The Adelhauser Church of the Annunciation and St. Katharina is a Roman Catholic church in the Altstadt-Ring district of Freiburg im Breisgau . It was originally the church of the Dominican convent in Adelhausen and is now a branch church of the Freiburg cathedral parish.

Monastery history

The history of the church is that of the Adelhausen Monastery . Until 1786 the five medieval Dominican convents of Friborg were merged into it, namely:

  • the monastery of the Annunciation , founded in 1234 in the old village of Adelhausen in today's Wiehre district ;
  • the Maria Magdalena Monastery or Monastery of the Reuerinnen, founded before 1250 in the Preacher suburb;
  • St. Agnes Monastery , founded in 1264 in the Lehener Vorstadt;
  • the monastery of St. Katharina (of Alexandria) , founded in 1297 in the old village of Wiehre, like Adelhausen in today's district of Wiehre; and
  • the monastery of St. Katharina von Siena or St. Catharina von Senis auf dem Graben , founded in 1419 like the monastery Maria Magdalena in the preacher's suburb.

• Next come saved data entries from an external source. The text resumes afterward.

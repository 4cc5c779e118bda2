pub mod game_id;
pub mod validated_json;

pub use game_id::GameId;
pub use validated_json::{JsonBodyLimit, ValidatedJson};
//! Ping ingestion: store the request, look around, and either join an open
//! game, form a new one, or report that nobody is close enough yet.

use std::collections::BTreeSet;
use std::sync::Arc;

use serde::Serialize;
use time::OffsetDateTime;
use tracing::{debug, info};
use uuid::Uuid;

use crate::config::MatchConfig;
use crate::domain::candidates::filter_candidates;
use crate::domain::{area, Game, GameDraft, PlayRequest, PlayRequestDraft};
use crate::errors::domain::{DomainError, ValidationKind};
use crate::infra::cell_lock::CellLocks;
use crate::repos::{update_with_retry, MatchStore, Versioned};

#[derive(Debug, Clone, PartialEq, Serialize)]
pub struct PingOutcome {
    pub found: bool,
    pub play_request_id: Uuid,
    pub games: Vec<Versioned<Game>>,
}

pub struct MatchService {
    store: Arc<dyn MatchStore>,
    config: Arc<MatchConfig>,
    locks: Arc<CellLocks>,
}

impl MatchService {
    pub fn new(
        store: Arc<dyn MatchStore>,
        config: Arc<MatchConfig>,
        locks: Arc<CellLocks>,
    ) -> Self {
        Self {
            store,
            config,
            locks,
        }
    }

    pub async fn ingest_ping(
        &self,
        draft: PlayRequestDraft,
        now: OffsetDateTime,
    ) -> Result<PingOutcome, DomainError> {
        let draft = draft.validate(self.config.max_range_km, now)?;
        let area = area::calculate(draft.point(), draft.range_km)?;

        let request = self.store.upsert_play_request(&draft, now).await?;
        debug!(
            play_request_id = %request.id,
            activity = %request.activity,
            area = %area,
            "ping stored"
        );

        // held until the join/create decision is persisted
        let _cells = self.locks.lock_area(&request.activity, &area).await;

        let mine: Vec<Versioned<Game>> = self
            .store
            .games_for_requester(request.requester_id)
            .await?
            .into_iter()
            .filter(|g| g.value.participants.contains(&request.id))
            .collect();
        if !mine.is_empty() {
            return Ok(PingOutcome {
                found: true,
                play_request_id: request.id,
                games: mine,
            });
        }

        let candidates = self
            .store
            .play_requests_in_area(&request.activity, &area)
            .await?;
        let nearby = filter_candidates(&request, candidates, self.config.range_policy, now);
        let nearby_ids: BTreeSet<Uuid> = nearby.iter().map(|c| c.id).collect();

        if let Some(joined) = self.join_open_game(&request, &area, &nearby_ids).await? {
            return Ok(PingOutcome {
                found: true,
                play_request_id: request.id,
                games: vec![joined],
            });
        }

        let participants = nearby.len() + 1;
        if !self
            .config
            .thresholds
            .at_threshold(&request.activity, participants)
        {
            debug!(
                play_request_id = %request.id,
                participants,
                needed = self.config.thresholds.min_participants(&request.activity),
                "not enough players nearby yet"
            );
            return Ok(PingOutcome {
                found: false,
                play_request_id: request.id,
                games: Vec::new(),
            });
        }

        let mut members = nearby_ids;
        members.insert(request.id);
        let game = self
            .store
            .create_game(
                &GameDraft {
                    activity: request.activity.clone(),
                    location: request.point(),
                    participants: members,
                },
                now,
            )
            .await?;
        info!(
            game_id = %game.value.id,
            activity = %game.value.activity,
            participants = game.value.participants.len(),
            "game formed"
        );

        Ok(PingOutcome {
            found: true,
            play_request_id: request.id,
            games: vec![game],
        })
    }

    /// Join the oldest open game that already holds one of `nearby`.
    async fn join_open_game(
        &self,
        request: &PlayRequest,
        area: &area::Area,
        nearby: &BTreeSet<Uuid>,
    ) -> Result<Option<Versioned<Game>>, DomainError> {
        if nearby.is_empty() {
            return Ok(None);
        }
        let open = self
            .store
            .open_games_in_area(&request.activity, area)
            .await?;
        let Some(target) = open
            .into_iter()
            .find(|g| !g.value.participants.is_disjoint(nearby))
        else {
            return Ok(None);
        };

        let joined = match update_with_retry(
            self.store.as_ref(),
            &target.value.id,
            &self.config.confirm_retry,
            |game| game.add_participant(request.id),
        )
        .await
        {
            Ok(outcome) => outcome.into_inner(),
            // confirmed out from under us; no longer open
            Err(DomainError::Validation(ValidationKind::PhaseMismatch, _)) => return Ok(None),
            Err(e) => return Err(e),
        };
        info!(
            game_id = %joined.value.id,
            play_request_id = %request.id,
            version = joined.version,
            "joined open game"
        );
        Ok(Some(joined))
    }
}
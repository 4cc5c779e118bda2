//! Play request routes: explicit create and the nearby listing.

use actix_web::{web, HttpResponse};
use serde::Deserialize;
use time::OffsetDateTime;
use uuid::Uuid;

use super::unix_time;
use crate::domain::PlayRequestDraft;
use crate::error::AppError;
use crate::errors::ErrorCode;
use crate::extractors::ValidatedJson;
use crate::state::app_state::AppState;

#[derive(Debug, Deserialize)]
pub struct CreatePlayRequestBody {
    pub requester_id: Uuid,
    pub activity: String,
    pub lat: f64,
    pub lon: f64,
    pub range_km: f64,
    /// Unix seconds
    #[serde(default)]
    pub start: Option<i64>,
    /// Unix seconds; the request expires here
    pub end: i64,
}

#[derive(Debug, Deserialize)]
pub struct ListQuery {
    pub requester_id: Uuid,
    pub activity: String,
}

/// POST /api/play-requests
async fn create(
    body: ValidatedJson<CreatePlayRequestBody>,
    app_state: web::Data<AppState>,
) -> Result<HttpResponse, AppError> {
    let body = body.into_inner();
    let draft = PlayRequestDraft {
        requester_id: body.requester_id,
        activity: body.activity,
        lat: body.lat,
        lon: body.lon,
        range_km: body.range_km,
        starts_at: body
            .start
            .map(|s| unix_time("start", s, ErrorCode::InvalidWindow))
            .transpose()?,
        expires_at: unix_time("end", body.end, ErrorCode::InvalidExpiry)?,
    };
    let stored = app_state
        .play_requests()
        .create(draft, OffsetDateTime::now_utc())
        .await?;
    Ok(HttpResponse::Created().json(stored))
}

/// GET /api/play-requests?requester_id=..&activity=..
async fn list(
    query: web::Query<ListQuery>,
    app_state: web::Data<AppState>,
) -> Result<HttpResponse, AppError> {
    let query = query.into_inner();
    let found = app_state
        .play_requests()
        .list(query.requester_id, &query.activity, OffsetDateTime::now_utc())
        .await?;
    Ok(HttpResponse::Ok().json(found))
}

pub fn configure_routes(cfg: &mut web::ServiceConfig) {
    cfg.service(
        web::resource("")
            .route(web::post().to(create))
            .route(web::get().to(list)),
    );
}
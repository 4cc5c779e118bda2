use actix_web::http::StatusCode;
use actix_web::test;
use playtogether::config::db::{DbKind, DbProfile};
use playtogether::infra::state::build_state;
use serde_json::{json, Value};

use crate::support::app_builder::create_test_app;
use crate::support::factory::memory_state;

#[actix_web::test]
async fn health_without_database_reports_memory() {
    let (state, _store) = memory_state();
    let app = create_test_app(state).await;

    let req = test::TestRequest::get().uri("/health").to_request();
    let resp = test::call_service(&app, req).await;
    assert_eq!(resp.status(), StatusCode::OK);
    let body: Value = test::read_body_json(resp).await;

    assert_eq!(body["status"], json!("ok"));
    assert_eq!(body["db"], json!("memory"));
    assert_eq!(body["migrations"], json!("n/a"));
    assert!(body.get("db_error").is_none());
    assert!(body["app_version"].is_string());
}

#[actix_web::test]
async fn health_with_sqlite_reports_the_latest_migration() {
    let state = build_state()
        .with_db(DbProfile::Test, DbKind::SqliteMemory)
        .build()
        .await
        .expect("sqlite state");
    let app = create_test_app(state).await;

    let req = test::TestRequest::get().uri("/health").to_request();
    let body: Value = test::call_and_read_body_json(&app, req).await;

    assert_eq!(body["db"], json!("ok"));
    let migration = body["migrations"].as_str().unwrap();
    assert!(
        migration.starts_with("m2026"),
        "unexpected migration name {migration}"
    );
}
#![allow(dead_code)]

// tests/common/mod.rs
use actix_web::body::BoxBody;
use actix_web::dev::ServiceResponse;
use actix_web::http::header::{HeaderName, CONTENT_TYPE};
use backend_test_support::problem_details::{
    assert_problem_details_from_service_response, Problem,
};

// Logging is auto-installed for every test binary
#[ctor::ctor]
fn init_logging() {
    backend_test_support::logging::init();
}

/// Check the problem+json shape, the trace header, and the `Retry-After`
/// rule (present on 503 only).
pub async fn assert_problem_details_structure(
    resp: ServiceResponse<BoxBody>,
    expected_status: u16,
    expected_code: &str,
    expected_detail: Option<&str>,
) -> Problem {
    let headers = resp.headers().clone();

    let trace_hdr = HeaderName::from_static("x-trace-id");
    let trace_id = headers
        .get(&trace_hdr)
        .and_then(|v| v.to_str().ok())
        .expect("x-trace-id header should be present and valid UTF-8");
    assert!(!trace_id.is_empty(), "x-trace-id header should not be empty");

    // Content-Type may include parameters (e.g., charset)
    let content_type = headers
        .get(CONTENT_TYPE)
        .and_then(|v| v.to_str().ok())
        .unwrap_or_default();
    assert!(
        content_type.starts_with("application/problem+json"),
        "Content-Type must be application/problem+json (got {content_type})"
    );

    if expected_status == 503 {
        assert!(headers.get("Retry-After").is_some());
    } else {
        assert!(headers.get("Retry-After").is_none());
    }

    let status = actix_web::http::StatusCode::from_u16(expected_status)
        .expect("valid status code");
    let problem =
        assert_problem_details_from_service_response(resp, expected_code, status, expected_detail)
            .await;
    assert!(problem.type_.ends_with(expected_code));
    problem
}
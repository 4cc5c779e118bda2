//! Application services. Each takes its collaborators at construction and
//! returns `DomainError`; handlers convert to `AppError` with `?`.

pub mod expiry;
pub mod games;
pub mod matching;
pub mod play_requests;

pub use expiry::ExpirySweeper;
pub use games::GameService;
pub use matching::{MatchService, PingOutcome};
pub use play_requests::PlayRequestService;
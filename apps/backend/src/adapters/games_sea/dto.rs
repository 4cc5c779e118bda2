//! DTOs for games_sea adapter.

use uuid::Uuid;

use crate::entities::games::GameStatus;

/// DTO for creating a new game with its initial participants.
#[derive(Debug, Clone)]
pub struct GameCreate {
    pub activity: String,
    pub lat: f64,
    pub lon: f64,
    pub participants: Vec<Uuid>,
}

/// Full replacement of a game's mutable state, guarded by version.
///
/// `participants` carries every play request id with its confirmation flag;
/// rows not listed are removed.
#[derive(Debug, Clone)]
pub struct GameUpdate {
    pub id: Uuid,
    pub status: GameStatus,
    pub participants: Vec<(Uuid, bool)>,
    pub expected_version: i32,
}
//! Capabilities the playback core consumes from the outside world.
//!
//! Each trait is one collaborator: the clip player, the on-demand clip
//! backend, the local speech engine, the dialogue generator and speech-to-text.

use async_trait::async_trait;

use crate::error::CouncilError;
use crate::persona::{PersonaId, Turn};

/// Plays remote clips. `play` completes when the clip ends.
#[async_trait]
pub trait ClipPlayer: Send + Sync {
    async fn play(&self, audio_ref: &str) -> Result<(), CouncilError>;

    /// Silence whatever clip is playing. A pending `play` returns early.
    fn stop(&self);
}

/// Renders a clip for one line on request and returns its reference.
#[async_trait]
pub trait ClipSource: Send + Sync {
    async fn request_clip(&self, speaker: PersonaId, text: &str) -> Result<String, CouncilError>;
}

/// Local fallback speech synthesis.
#[async_trait]
pub trait LocalSpeech: Send + Sync {
    /// Current voice catalog.
    fn voices(&self) -> Vec<String>;

    /// Speak `text`; completes when the utterance ends or is cancelled.
    async fn speak(&self, text: &str, voice: Option<&str>) -> Result<(), CouncilError>;

    fn cancel(&self);
}

/// Produces the ordered council dialogue for a user's challenge.
#[async_trait]
pub trait DialogueSource: Send + Sync {
    /// `turns` is advisory; sources may return more or fewer.
    async fn generate(&self, text: &str, turns: usize) -> Result<Vec<Turn>, CouncilError>;
}

/// One final transcript per recognition attempt.
#[async_trait]
pub trait Transcriber: Send + Sync {
    async fn transcribe(&self) -> Result<String, CouncilError>;
}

Until 1687 the Annunciation , Maria Magdalena , St. Agnes and St. Katharina (of Alexandria) united in a convent "ad Annuntiationem BMV et S. Catharina VM", for the Annunciation of Mary, the Virgin and Mother of God, and St. Catharina , later simply called Adelhausen Monastery or Adelhauser Neukloster . The existing monastery building was built for him from 1687 in the Schneckenvorstadt or Oberen Gerberau , in what is now the Altstadt-Ring district .

There were now two Dominican convents in Freiburg, St. Catherine of Siena and the new monastery . They got off lightly when Emperor Joseph II closed the monastery in the course of Josephinism . In 1786, the Austrian government incorporated St. Catherine of Siena into the new monastery and at the same time obliged the new monastery to run a girls' school.

Thanks to the recognized school operation, the community also survived the wave of secularization from 1802 to 1811. In 1811, however, it was subjected to the regulation for the Catholic female teaching and educational institutes of the Grand Duchy of Baden , with interventions in monastic life. The end came with the Badischer Kulturkampf . On November 15, 1867, the nuns, now teaching wives, were announced the dissolution of the monastery community. The assets of the monastery were transferred to a foundation that has been called "Adelhausen Foundation Freiburg i.Br." since 1978.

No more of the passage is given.